Start of Information provided

//! Domain vocabulary shared by every panel
//!
//! Each enum serializes to the exact label exchanged with the
//! projection service and shown in the input panels.

use crate::error::TableError;
use serde::{Deserialize, Serialize};
use std::fmt;
use std::str::FromStr;

macro_rules! coded_enum {
    (
        $(#[$meta:meta])*
        $name:ident, $kind:literal {
            $( $(#[$vmeta:meta])* $variant:ident => $label:literal ),+ $(,)?
        }
    ) => {
        $(#[$meta])*
        #[derive(Debug, Clone, Copy, PartialEq, Eq, Hash, Serialize, Deserialize)]
        pub enum $name {
            $(
                $(#[$vmeta])*
                #[serde(rename = $label)]
                $variant,
            )+
        }

        impl $name {
            /// Every variant in declaration order
            pub const ALL: &'static [$name] = &[$($name::$variant),+];

            /// Wire and display label
            #[inline]
            #[must_use]
            pub fn label(self) -> &'static str {
                match self {
                    $($name::$variant => $label),+
                }
            }
        }

        impl FromStr for $name {
            type Err = TableError;

            fn from_str(s: &str) -> Result<Self, Self::Err> {
                let trimmed = s.trim();
                Self::ALL
                    .iter()
                    .copied()
                    .find(|v| v.label().eq_ignore_ascii_case(trimmed))
                    .ok_or_else(|| TableError::unknown($kind, trimmed))
            }
        }

        impl fmt::Display for $name {
            fn fmt(&self, f: &mut fmt::Formatter<'_>) -> fmt::Result {
                f.write_str(self.label())
            }
        }
    };
}

coded_enum! {
    /// How species percentages (and so stand density) were derived
    DerivedBy, "derived-by" {
        /// Volume-based inventory (FIP)
        Volume => "Volume",
        /// Basal-area based inventory (VRI)
        BasalArea => "Basal Area",
    }
}

impl DerivedBy {
    /// Inventory standard code written to the polygon record
    #[inline]
    #[must_use]
    pub fn inventory_code(self) -> &'static str {
        match self {
            Self::Volume => crate::csv_layout::INVENTORY_CODE_FIP,
            Self::BasalArea => crate::csv_layout::INVENTORY_CODE_VRI,
        }
    }

    /// Reverse lookup from an inventory standard code
    #[must_use]
    pub fn from_inventory_code(code: &str) -> Option<Self> {
        Self::ALL
            .iter()
            .copied()
            .find(|d| d.inventory_code() == code.trim())
    }
}

coded_enum! {
    /// Whether site-species values are entered by the user or computed
    SiteSpeciesValues, "site-species-values" {
        /// User supplies the BHA 50 site index
        Supplied => "Supplied",
        /// Site index computed from age and height
        Computed => "Computed",
    }
}

coded_enum! {
    /// Age measurement basis
    AgeType, "age-type" {
        /// Total age
        Total => "Total",
        /// Breast-height age
        Breast => "Breast",
    }
}

coded_enum! {
    /// Discriminator choosing the reporting range
    AgeYearRange, "age-year-range" {
        /// Start/finish age with increment
        Age => "age",
        /// Start/end calendar year with increment
        Year => "year",
    }
}

coded_enum! {
    /// What the projection reports
    ProjectionType, "projection-type" {
        /// MoF volumes
        Volume => "Volume",
        /// CFS biomass
        CfsBiomass => "CFS Biomass",
    }
}

coded_enum! {
    /// How age and year ranges combine when both are present
    CombineAgeYearRange, "combine-age-year-range" {
        /// Union of both ranges
        Union => "union",
        /// Intersection of both ranges
        Intersect => "intersect",
        /// Difference of both ranges
        Difference => "difference",
    }
}

coded_enum! {
    /// Amount of metadata written to the yield table
    MetadataToOutput, "metadata-to-output" {
        /// All metadata
        All => "ALL",
        /// Main metadata
        Main => "MAIN",
        /// Version metadata only
        Version => "VERSION",
        /// Minimal identification
        MinIdent => "MIN_IDENT",
        /// No metadata
        None => "NONE",
    }
}

coded_enum! {
    /// Projection output format
    OutputFormat, "output-format" {
        /// Fixed-width yield table
        YieldTable => "YieldTable",
        /// CSV yield table
        CsvYieldTable => "CSVYieldTable",
        /// DCSV
        Dcsv => "DCSV",
        /// Text report
        TextReport => "TextReport",
    }
}

coded_enum! {
    /// Input files for the file-upload workflow
    FileKind, "file-kind" {
        /// Polygon file
        Polygon => "Polygon",
        /// Layer file
        Layer => "Layer",
    }
}

impl FileKind {
    /// File name of the generated record set
    #[inline]
    #[must_use]
    pub fn generated_file_name(self) -> &'static str {
        match self {
            Self::Polygon => crate::csv_layout::INPUT_POLY_CSV,
            Self::Layer => crate::csv_layout::INPUT_LAYER_CSV,
        }
    }
}

impl Default for AgeYearRange {
    fn default() -> Self {
        Self::Age
    }
}

impl Default for CombineAgeYearRange {
    fn default() -> Self {
        Self::Intersect
    }
}

impl Default for MetadataToOutput {
    fn default() -> Self {
        Self::Version
    }
}

impl Default for OutputFormat {
    fn default() -> Self {
        Self::CsvYieldTable
    }
}

#[cfg(test)]
mod tests {
    use super::*;

    #[test]
    fn labels_parse_back() {
        for d in DerivedBy::ALL {
            assert_eq!(d.label().parse::<DerivedBy>().unwrap(), *d);
        }
        assert_eq!("cfs biomass".parse::<ProjectionType>().unwrap(), ProjectionType::CfsBiomass);
    }

    #[test]
    fn unknown_label_rejected() {
        assert!("Weight".parse::<DerivedBy>().is_err());
    }

    #[test]
    fn inventory_codes() {
        assert_eq!(DerivedBy::Volume.inventory_code(), "F");
        assert_eq!(DerivedBy::BasalArea.inventory_code(), "V");
        assert_eq!(DerivedBy::from_inventory_code("V"), Some(DerivedBy::BasalArea));
        assert_eq!(DerivedBy::from_inventory_code("X"), None);
    }

    #[test]
    fn serde_uses_labels() {
        let json = serde_json::to_string(&MetadataToOutput::MinIdent).unwrap();
        assert_eq!(json, "\"MIN_IDENT\"");
        let parsed: AgeYearRange = serde_json::from_str("\"year\"").unwrap();
        assert_eq!(parsed, AgeYearRange::Year);
    }
}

End of Information provided

__What the exercise asks__
In the records above, find each line that holds the word "Layer"; copy all such lines.

__Response below__
        /// Layer file
        Layer => "Layer",
            Self::Layer => crate::csv_layout::INPUT_LAYER_CSV,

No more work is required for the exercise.